La sera di giovedì 6 marzo a Bruxelles i ventisette paesi dell’Unione europea hanno deciso: l’Europa deve riarmarsi. Certo, i disaccordi non sono spariti come per incanto. E va anche detto che il processo di riarmo sta appena muovendo i primi passi. Ma i paesi dell’Unione si sono mostrati determinati. Il progetto ReArm Europe vedrà la luce forte dei suoi 800 miliardi di euro – di cui 150 provenienti da prestiti garantiti dal bilancio europeo – e della promessa di dar vita a un’Europa che non abbia più paura davanti alla storia, ma che invece sia in grado di scriverla.
Abbiamo vissuto a lungo nell’illusione di un mondo in cui la guerra, questo flagello che sembra uscito da altre epoche, non avesse più diritto di cittadinanza nel vecchio continente. La caduta del muro di Berlino e poi l’illusoria tranquillità della “pax europea” ci avevano cullati in uno stato di cieca fiducia. Ma, come ha ricordato il presidente francese Emmanuel Macron nel suo discorso del 5 marzo, la guerra è tornata alle porte dell’Europa. Le garanzie di ieri – la presenza di uno scudo americano a proteggerci – vacillano sotto i colpi del presidente degli Stati Uniti Donald Trump. E così, anche se troppo tardi, siamo arrivati all’ovvia constatazione che non c’è alternativa a una difesa europea forte e autonoma.

I ventisette paesi dell’Unione l’hanno finalmente capito, non senza dolore. Se la Germania allenterà i cordoni della spesa – che grande cambiamento! – non sarà un’operazione indolore.
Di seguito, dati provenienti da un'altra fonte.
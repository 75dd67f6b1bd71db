//! Database layer for the compliance portal.

pub mod entities;
pub mod migrations;
pub mod repositories;
pub mod test_utils;

use compliance_common::{AppError, Config};
use sea_orm::{ConnectOptions, Database, DatabaseConnection};
use std::time::Duration;
use tracing::log::LevelFilter;

/// Initialize database connection.
pub async fn init(config: &Config) -> Result<DatabaseConnection, AppError> {
    let mut opt = ConnectOptions::new(&config.database.url);

    opt.max_connections(config.database.max_connections)
        .min_connections(config.database.min_connections)
        .connect_timeout(Duration::from_secs(10))
        .acquire_timeout(Duration::from_secs(10))
        .idle_timeout(Duration::from_secs(600))
        .max_lifetime(Duration::from_secs(1800))
        .sqlx_logging(true)
        .sqlx_logging_level(LevelFilter::Debug);

    Database::connect(opt)
        .await
        .map_err(|e| AppError::Database(e.to_string()))
}

/// Run pending migrations.
pub async fn migrate(db: &DatabaseConnection) -> Result<(), AppError> {
    use sea_orm_migration::MigratorTrait;
    migrations::Migrator::up(db, None)
        .await
        .map_err(|e| AppError::Database(e.to_string()))
}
Non c’è dubbio, inoltre, che nelle prossime settimane si discuterà duramente sulle condizioni d’uso di questi 800 miliardi. Di sicuro l’Ungheria di Viktor Orbán manterrà ferma la sua linea sugli aiuti all’Ucraina. Ma la realtà è sotto gli occhi tutti: l’Europa si è svegliata. Superando alcune esitazioni, in particolare quelle sul bilancio, la Francia e la Germania sono riuscite a imporre una manovra che rappresenta un vero punto di svolta. Per la prima volta l’Unione smette di essere una forza economica paralizzata dalla sua impotenza militare per affermarsi come protagonista strategica credibile.
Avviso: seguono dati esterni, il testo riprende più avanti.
//! CSV and JSON export of a filtered violation list.
//!
//! CSV cells are joined with bare commas. Values containing commas are not
//! quoted, matching the format downstream spreadsheets already ingest.

use chrono::NaiveDate;
use compliance_common::{AppError, AppResult};
use serde::Deserialize;

use crate::model::Violation;

/// CSV header row.
pub const CSV_HEADERS: [&str; 9] = [
    "ID",
    "Student ID",
    "Student Name",
    "Department",
    "Category",
    "Status",
    "Priority",
    "Created Date",
    "Due Date",
];

/// Export file format.
#[derive(Debug, Clone, Copy, Default, PartialEq, Eq, Deserialize)]
#[serde(rename_all = "lowercase")]
pub enum ExportFormat {
    #[default]
    Csv,
    Json,
}

impl ExportFormat {
    /// File extension.
    #[must_use]
    pub const fn extension(self) -> &'static str {
        match self {
            Self::Csv => "csv",
            Self::Json => "json",
        }
    }

    /// MIME type of the body.
    #[must_use]
    pub const fn content_type(self) -> &'static str {
        match self {
            Self::Csv => "text/csv",
            Self::Json => "application/json",
        }
    }
}

/// A rendered export ready to be downloaded.
#[derive(Debug, Clone, PartialEq, Eq)]
pub struct Export {
    pub filename: String,
    pub content_type: &'static str,
    pub body: String,
}

/// Download name for an export produced on `today`.
#[must_use]
pub fn filename(format: ExportFormat, today: NaiveDate) -> String {
    format!(
        "compliance-report-{}.{}",
        today.format("%Y-%m-%d"),
        format.extension()
    )
}

/// Header row plus one line per record.
#[must_use]
pub fn to_csv(records: &[Violation]) -> String {
    let mut lines = Vec::with_capacity(records.len() + 1);
    lines.push(CSV_HEADERS.join(","));
    for v in records {
        lines.push(
            [
                v.id.as_str(),
                v.student_id.as_str(),
                v.student_name.as_str(),
                v.department.as_str(),
                v.category.label(),
                v.status.as_str(),
                v.priority.as_str(),
                &v.created_at.date_naive().format("%Y-%m-%d").to_string(),
                &v.due_date.format("%Y-%m-%d").to_string(),
            ]
            .join(","),
        );
    }
    lines.join("\n")
}

/// Pretty-printed JSON array of the records.
pub fn to_json(records: &[Violation]) -> AppResult<String> {
    serde_json::to_string_pretty(records)
        .map_err(|e| AppError::Internal(format!("Failed to serialize export: {e}")))
}

/// Render `records` in `format`.
pub fn render(records: &[Violation], format: ExportFormat, today: NaiveDate) -> AppResult<Export> {
    let body = match format {
        ExportFormat::Csv => to_csv(records),
        ExportFormat::Json => to_json(records)?,
    };

    Ok(Export {
        filename: filename(format, today),
        content_type: format.content_type(),
        body,
    })
}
Gli 800 miliardi sono più di una somma di denaro, sono un messaggio: l’Europa non ha nessuna intenzione di diventare una marionetta sospinta dai venti della geopolitica, ma difende i suoi valori e i suoi cittadini. Ci saranno insidie, frizioni e compromessi da superare. Ma quello che conta è che l’Unione sa ancora fare blocco quando in gioco c’è la sua stessa sopravvivenza. ◆ nv
François Mathieu è un giornalista belga, editorialista e condirettore del quotidiano La Libre Belgique .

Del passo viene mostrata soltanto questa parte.